§ ACTIVITY
As the answer, give a copy of each line below that includes the word "cidr".

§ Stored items
//! Running relays
//!
//! A [`RelayRule`] is one run of a forward rule: the bound socket, the
//! accept/receive loop and every per-connection task. All tasks are tracked
//! by a [`TaskTracker`] and observe one [`CancellationToken`], so stopping a
//! run waits until nothing of it is left.

mod tcp;
mod udp;

use crate::config::ForwardConfig;
use crate::error::{ForwardError, Result};
use crate::metrics::RuleMetrics;
use crate::rule::ForwardRule;
use crate::stats::{Direction, StatsCounter, StatsSnapshot};
use crate::throttle::Throttle;
use std::net::SocketAddr;
use std::sync::Arc;
use tokio::io::{AsyncRead, AsyncReadExt, AsyncWrite, AsyncWriteExt};
use tokio_util::sync::CancellationToken;
use tokio_util::task::TaskTracker;
use tracing::{debug, info};
use vpn_types::NetworkProtocol;

/// State shared by all tasks of one run
pub(crate) struct RelayContext {
    pub rule_id: u64,
    pub target: String,
    pub max_connections: u64,
    pub upload_limit: u64,
    pub download_limit: u64,
    pub config: ForwardConfig,
    pub stats: Arc<StatsCounter>,
    pub metrics: RuleMetrics,
    pub token: CancellationToken,
    pub tracker: TaskTracker,
}

impl RelayContext {
    pub fn record_bytes(&self, direction: Direction, n: usize) {
        if !self.stats.is_live() {
            return;
        }
        self.stats.add_bytes(direction, n as u64);
        self.metrics.bytes(direction, n as u64);
    }

    pub fn connection_opened(&self) {
        self.stats.connection_opened();
        self.metrics.connection_accepted();
    }

    pub fn connection_closed(&self) {
        self.stats.connection_closed();
        self.metrics.connection_closed();
    }

    pub fn connection_failed(&self) {
        self.stats.connection_failed();
        self.metrics.connection_failed();
    }

    pub fn connection_rejected(&self) {
        self.stats.connection_rejected();
        self.metrics.connection_rejected();
    }

    pub fn at_capacity(&self) -> bool {
        self.stats.active_connections() >= self.max_connections
    }
}

/// One running instance of a forward rule
pub struct RelayRule {
    rule_id: u64,
    local_addr: SocketAddr,
    ctx: Arc<RelayContext>,
}

impl RelayRule {
    /// Bind the rule's listening socket and start relaying.
    ///
    /// Binding happens before this returns, so a bind failure is reported
    /// synchronously and no task is left behind.
    pub async fn start(
        rule: &ForwardRule,
        config: &ForwardConfig,
        metrics: RuleMetrics,
    ) -> Result<Self> {
        let listen: SocketAddr = SocketAddr::new(rule.listen_ip()?, rule.listen_port);

        let ctx = Arc::new(RelayContext {
            rule_id: rule.id,
            target: rule.target_endpoint(),
            max_connections: rule.max_connections as u64,
            upload_limit: rule.upload_limit,
            download_limit: rule.download_limit,
            config: config.clone(),
            stats: Arc::new(StatsCounter::new()),
            metrics,
            token: CancellationToken::new(),
            tracker: TaskTracker::new(),
        });

        let bind_error = |source: std::io::Error| ForwardError::Bind {
            address: rule.listen_endpoint(),
            source,
        };

        let local_addr = match rule.protocol {
            NetworkProtocol::Tcp => {
                let listener = tokio::net::TcpListener::bind(listen)
                    .await
                    .map_err(bind_error)?;
                let local_addr = listener.local_addr()?;
                ctx.tracker.spawn(tcp::accept_loop(listener, ctx.clone()));
                local_addr
            }
            NetworkProtocol::Udp => {
                let socket = tokio::net::UdpSocket::bind(listen)
                    .await
                    .map_err(bind_error)?;
                let local_addr = socket.local_addr()?;
                ctx.tracker.spawn(udp::receive_loop(Arc::new(socket), ctx.clone()));
                local_addr
            }
        };

        ctx.tracker.spawn(speed_sampler(ctx.clone()));

        info!(
            rule_id = rule.id,
            protocol = %rule.protocol,
            listen = %local_addr,
            target = %ctx.target,
            "relay started"
        );

        Ok(Self {
            rule_id: rule.id,
            local_addr,
            ctx,
        })
    }

    pub fn local_addr(&self) -> SocketAddr {
        self.local_addr
    }

    pub fn stats(&self) -> Arc<StatsCounter> {
        self.ctx.stats.clone()
    }

    /// Cancel every task of this run and wait until all have exited.
    ///
    /// Returns the final counters; nothing is recorded after this returns.
    pub async fn stop(self) -> StatsSnapshot {
        self.ctx.stats.freeze();
        self.ctx.token.cancel();
        self.ctx.tracker.close();
        self.ctx.tracker.wait().await;

        self.ctx.stats.finish();
        self.ctx.metrics.reset_active();

        let snapshot = self.ctx.stats.snapshot();
        info!(
            rule_id = self.rule_id,
            bytes_in = snapshot.bytes_in,
            bytes_out = snapshot.bytes_out,
            connections = snapshot.total_connections,
            "relay stopped"
        );
        snapshot
    }
}

/// Copy one direction of a connection until EOF, error or cancellation.
///
/// Returns the number of bytes moved. The writer is shut down on EOF so the
/// other side sees the half-close.
pub(crate) async fn pipe<R, W>(
    mut reader: R,
    mut writer: W,
    direction: Direction,
    limit: u64,
    ctx: &RelayContext,
    token: &CancellationToken,
) -> std::io::Result<u64>
where
    R: AsyncRead + Unpin,
    W: AsyncWrite + Unpin,
{
    let mut buf = vec![0u8; ctx.config.buffer_size.max(1024)];
    let mut throttle = Throttle::new(limit);
    let mut total = 0u64;

    loop {
        let chunk = throttle.chunk_limit(buf.len());
        let n = tokio::select! {
            biased;
            _ = token.cancelled() => break,
            read = reader.read(&mut buf[..chunk]) => read?,
        };

        if n == 0 {
            let _ = writer.shutdown().await;
            break;
        }

        tokio::select! {
            biased;
            _ = token.cancelled() => break,
            written = writer.write_all(&buf[..n]) => written?,
        }

        total += n as u64;
        ctx.record_bytes(direction, n);

        if let Some(wait) = throttle.record(n as u64) {
            tokio::select! {
                biased;
                _ = token.cancelled() => break,
                _ = tokio::time::sleep(wait) => {}
            }
        }
    }

    debug!(rule_id = ctx.rule_id, direction = direction.as_str(), bytes = total, "pipe finished");
    Ok(total)
}

/// Samples upload/download speed once per interval while the run is live
async fn speed_sampler(ctx: Arc<RelayContext>) {
    let period = ctx.config.speed_sample_interval();
    let mut ticker = tokio::time::interval(period);
    ticker.set_missed_tick_behavior(tokio::time::MissedTickBehavior::Delay);
    let (mut last_in, mut last_out) = ctx.stats.bytes();

    loop {
        tokio::select! {
            _ = ctx.token.cancelled() => return,
            _ = ticker.tick() => {}
        }

        let (bytes_in, bytes_out) = ctx.stats.bytes();
        let secs = period.as_secs_f64();
        ctx.stats.set_speeds(
            ((bytes_in - last_in) as f64 / secs) as u64,
            ((bytes_out - last_out) as f64 / secs) as u64,
        );
        last_in = bytes_in;
        last_out = bytes_out;
    }
}
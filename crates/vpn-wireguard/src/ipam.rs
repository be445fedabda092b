//! Peer address allocation inside the interface subnet

use crate::error::{Result, WireGuardError};
use ipnetwork::IpNetwork;
use std::collections::HashSet;
use std::net::{IpAddr, Ipv4Addr};

/// Next free host address in `interface_address`'s subnet, as a /32.
///
/// Host `.1` and the server's own address are never handed out; `used`
/// holds the allowed-IP entries of existing peers.
pub fn allocate<'a>(
    interface_address: &str,
    used: impl IntoIterator<Item = &'a str>,
) -> Result<String> {
    let network: IpNetwork = interface_address
        .trim()
        .parse()
        .map_err(|e| WireGuardError::validation(format!("Invalid interface address: {}", e)))?;

    let IpNetwork::V4(network) = network else {
        return Err(WireGuardError::validation(
            "Automatic address allocation requires an IPv4 interface address",
        ));
    };

    let taken: HashSet<Ipv4Addr> = used
        .into_iter()
        .filter_map(host_of)
        .collect();

    let base = u32::from(network.network());
    let broadcast = u32::from(network.broadcast());
    let server = network.ip();

    for candidate in base.saturating_add(2)..broadcast {
        let ip = Ipv4Addr::from(candidate);
        if ip != server && !taken.contains(&ip) {
            return Ok(format!("{}/32", ip));
        }
    }

    Err(WireGuardError::AddressExhausted(network.to_string()))
}

fn host_of(cidr: &str) -> Option<Ipv4Addr> {
    let host = cidr.trim().split('/').next()?;
    match host.parse::<IpAddr>().ok()? {
        IpAddr::V4(ip) => Some(ip),
        IpAddr::V6(_) => None,
    }
}

#[cfg(test)]
mod tests {
    use super::*;

    #[test]
    fn test_first_address_is_two() {
        assert_eq!(allocate("10.66.66.1/24", []).unwrap(), "10.66.66.2/32");
    }

    #[test]
    fn test_skips_used_and_server() {
        let used = ["10.66.66.2/32", "10.66.66.3/32", "192.168.1.0/24"];
        assert_eq!(allocate("10.66.66.1/24", used).unwrap(), "10.66.66.4/32");

        // Server sitting on .4 is skipped as well
        assert_eq!(allocate("10.66.66.4/24", used).unwrap(), "10.66.66.5/32");
    }

    #[test]
    fn test_reuses_gaps() {
        let used = ["10.66.66.2/32", "10.66.66.4/32"];
        assert_eq!(allocate("10.66.66.1/24", used).unwrap(), "10.66.66.3/32");
    }

    #[test]
    fn test_exhaustion() {
        // /30: network .0, server .1, host .2, broadcast .3
        let err = allocate("10.0.0.1/30", ["10.0.0.2/32"]).unwrap_err();
        assert!(matches!(err, WireGuardError::AddressExhausted(_)));
    }

    #[test]
    fn test_ipv6_interface_rejected() {
        assert!(allocate("fd00::1/64", []).is_err());
    }
}
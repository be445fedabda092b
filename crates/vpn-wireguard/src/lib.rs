mod command;

pub mod backend;
pub mod config;
pub mod error;
pub mod ipam;
pub mod monitor;
pub mod peer;
pub mod render;
pub mod supervisor;

pub use backend::{parse_dump, PeerDump, TunnelBackend, WgQuickBackend};
pub use config::{InterfaceConfig, InterfaceView, SupervisorConfig, UpdateInterface};
pub use error::{Result, WireGuardError};
pub use monitor::{ConnectionEvent, ConnectionLog, HandshakeMonitor};
pub use peer::{CreatePeer, PeerInfo, PeerSpec, UpdatePeer, WireGuardPeer};
pub use render::{parse_config, render_client_config, render_server_config, ParsedConfig};
pub use supervisor::{InterfaceStatus, TunnelState, WireGuardSupervisor};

§ ANSWER AREA
fn host_of(cidr: &str) -> Option<Ipv4Addr> {
    let host = cidr.trim().split('/').next()?;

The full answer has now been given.